In a photo from the "DNA of Memory" exhibit, Narvaez Hernandez holds up photos of his parents, Enrique Narvaez Borrego and Concepcion Hernandez Garcia, who both died in Marchena, Seville, when Hernandez was 3 years old. Photo by Javier Diaz, courtes…

In a photo from the "DNA of Memory" exhibit, Narvaez Hernandez holds up photos of his parents, Enrique Narvaez Borrego and Concepcion Hernandez Garcia, who both died in Marchena, Seville, when Hernandez was 3 years old. Photo by Javier Diaz, courtesy Our Memory Association 

2 - How a personal quest to find family resemblances turned into something more.

This one's not new, but somehow I missed it when it made the viral rounds last year. See what fellow personal historian Rachael Rifkin discovers when she undertakes a unique experiment to recreate eight photos of her relatives. Her musings on the nature of descendancy are as enticing as her photo recreations.

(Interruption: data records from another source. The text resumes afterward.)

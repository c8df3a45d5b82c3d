//! Store settings
//!
//! Settings are fetched from the store API. Every field the API may leave out has a
//! fallback, and the whole object falls back to defaults if the fetch fails.

use std::{fs, path::Path};

use serde::{Deserialize, Serialize};
use thiserror::Error;

use crate::prices::Price;

/// Store name used when the API does not provide one.
pub const DEFAULT_STORE_NAME: &str = "Kasi Bites";

/// Delivery fee used when the API does not provide one, in rand.
pub const DEFAULT_DELIVERY_FEE: u32 = 30;

/// Delivery radius used when the API does not provide one.
pub const DEFAULT_DELIVERY_RADIUS_KM: f64 = 0.5;

/// Store latitude used when the API does not provide one.
pub const DEFAULT_STORE_LATITUDE: f64 = -33.011_664;

/// Store longitude used when the API does not provide one.
pub const DEFAULT_STORE_LONGITUDE: f64 = 27.866_664;

/// Errors raised while loading settings from a file.
#[derive(Debug, Error)]
pub enum SettingsError {
    /// IO error reading the settings file
    #[error("Failed to read settings file: {0}")]
    Io(#[from] std::io::Error),

    /// YAML parsing error
    #[error("Failed to parse settings: {0}")]
    Yaml(#[from] serde_norway::Error),

    /// The configured delivery radius is not a positive number.
    #[error("delivery radius must be positive, got {0}")]
    InvalidRadius(f64),
}

/// The subset of store settings the pricing and eligibility rules read.
#[derive(Debug, Clone, Copy, PartialEq)]
pub struct DeliverySettings {
    /// Flat delivery fee
    pub fee_amount: Price,

    /// Furthest distance from the store that is still delivered to
    pub max_radius_km: f64,

    /// Store latitude in degrees
    pub store_latitude: f64,

    /// Store longitude in degrees
    pub store_longitude: f64,

    /// Minimum order amount
    pub minimum_order_amount: Price,

    /// Whether the store is currently taking orders
    pub is_store_open: bool,
}

impl Default for DeliverySettings {
    fn default() -> Self {
        StoreSettings::default().delivery()
    }
}

/// Settings as served by the store settings endpoint. Every field is optional.
#[derive(Debug, Clone, Default, PartialEq, Serialize, Deserialize)]
pub struct RemoteSettings {
    /// Store name
    #[serde(default)]
    pub store_name: Option<String>,

    /// Store street address
    #[serde(default)]
    pub store_address: Option<String>,

    /// Store phone number
    #[serde(default)]
    pub store_phone: Option<String>,

    /// Store latitude
    #[serde(default)]
    pub store_latitude: Option<f64>,

    /// Store longitude
    #[serde(default)]
    pub store_longitude: Option<f64>,

    /// Delivery fee
    #[serde(default)]
    pub delivery_fee: Option<Price>,

    /// Delivery radius in kilometres
    #[serde(default)]
    pub delivery_radius_km: Option<f64>,

    /// Minimum order amount
    #[serde(default)]
    pub minimum_order_amount: Option<Price>,

    /// Whether the store is open
    #[serde(default)]
    pub is_store_open: Option<bool>,
}

/// Resolved store settings.
#[derive(Debug, Clone, PartialEq, Serialize, Deserialize)]
pub struct StoreSettings {
    /// Store name
    pub store_name: String,

    /// Store street address
    #[serde(default)]
    pub store_address: Option<String>,

    /// Store phone number
    #[serde(default)]
    pub store_phone: Option<String>,

    /// Store latitude
    pub store_latitude: f64,

    /// Store longitude
    pub store_longitude: f64,

    /// Delivery fee
    pub delivery_fee: Price,

    /// Delivery radius in kilometres
    pub delivery_radius_km: f64,

    /// Minimum order amount
    pub minimum_order_amount: Price,

    /// Whether the store is open
    pub is_store_open: bool,
}

impl Default for StoreSettings {
    fn default() -> Self {
        Self {
            store_name: DEFAULT_STORE_NAME.to_string(),
            store_address: None,
            store_phone: None,
            store_latitude: DEFAULT_STORE_LATITUDE,
            store_longitude: DEFAULT_STORE_LONGITUDE,
            delivery_fee: Price::from_rand(DEFAULT_DELIVERY_FEE),
            delivery_radius_km: DEFAULT_DELIVERY_RADIUS_KM,
            minimum_order_amount: Price::ZERO,
            is_store_open: true,
        }
    }
}

impl StoreSettings {
    /// Resolve fetched settings, filling any missing field from the defaults.
    ///
    /// `None` means the fetch failed or returned nothing, in which case the defaults
    /// are used as a whole.
    pub fn merge_with_defaults(remote: Option<RemoteSettings>) -> Self {
        let defaults = Self::default();

        let Some(remote) = remote else {
            tracing::warn!("store settings unavailable, using defaults");

            return defaults;
        };

        Self {
            store_name: remote
                .store_name
                .filter(|name| !name.is_empty())
                .unwrap_or(defaults.store_name),
            store_address: remote.store_address,
            store_phone: remote.store_phone,
            store_latitude: remote.store_latitude.unwrap_or(defaults.store_latitude),
            store_longitude: remote.store_longitude.unwrap_or(defaults.store_longitude),
            delivery_fee: remote.delivery_fee.unwrap_or(defaults.delivery_fee),
            delivery_radius_km: remote
                .delivery_radius_km
                .unwrap_or(defaults.delivery_radius_km),
            minimum_order_amount: remote
                .minimum_order_amount
                .unwrap_or(defaults.minimum_order_amount),
            is_store_open: remote.is_store_open.unwrap_or(defaults.is_store_open),
        }
    }

    /// Load settings from a YAML file, filling missing fields from the defaults.
    ///
    /// # Errors
    ///
    /// Returns a [`SettingsError`] if the file cannot be read or parsed, or if the
    /// delivery radius is not positive.
    pub fn from_yaml_file(path: impl AsRef<Path>) -> Result<Self, SettingsError> {
        let contents = fs::read_to_string(path)?;
        let remote: RemoteSettings = serde_norway::from_str(&contents)?;
        let settings = Self::merge_with_defaults(Some(remote));

        if settings.delivery_radius_km <= 0.0 || !settings.delivery_radius_km.is_finite() {
            return Err(SettingsError::InvalidRadius(settings.delivery_radius_km));
        }

        Ok(settings)
    }

    /// The settings consumed by pricing and delivery eligibility.
    #[must_use]
    pub fn delivery(&self) -> DeliverySettings {
        DeliverySettings {
            fee_amount: self.delivery_fee,
            max_radius_km: self.delivery_radius_km,
            store_latitude: self.store_latitude,
            store_longitude: self.store_longitude,
            minimum_order_amount: self.minimum_order_amount,
            is_store_open: self.is_store_open,
        }
    }
}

According to a family tree, Rifkin's cousin Ibolia, left, died at Auschwitz in 1944. Rifkin estimates this picture is from sometime in the 1930s. Image courtesy Life Stories Today

According to a family tree, Rifkin's cousin Ibolia, left, died at Auschwitz in 1944. Rifkin estimates this picture is from sometime in the 1930s. Image courtesy Life Stories Today

3 - One decade, one family, one photographer: This is a photo book I am looking forward to.

Thanks, Family Search, for bringing this one to our attention. Photographer Thomas Holton's book The Lams of Ludlow Street \, which chronicles one family through 13 years' worth of photographs, will be published next month.

"As Mr. Holton got to know the family, the project became more personal. He would pick up the children from school. He visited the Lams’ relatives in Hong Kong and China. When he married, Cindy was his flower girl,"

writes Annie Correal in the New York Times article. Make sure to click through the accompanying slideshow!

4 - What happens when a suitcase of photos sends her on the storytelling adventure of a lifetime.

In the vein of "Finding Vivian Maier," a North Carolina woman hit the found photos jackpot when she discovered a suitcase full of one man's life effects, including photos, letters, and other ephemera—and then began a journey of discovery as she sought to uncover the stories his things revealed. Her site is wonder to behold.

Read an introduction to her photographic treasure hunt on the ever-interesting Save Family Photos:

"Handling these seemingly random artifacts serves as a constant reminder that the sometimes cryptic, occasionally awkward, and often amusing snippets of the past were once as alive and vital to their creators as my own emails, journals and vacation photos are to me."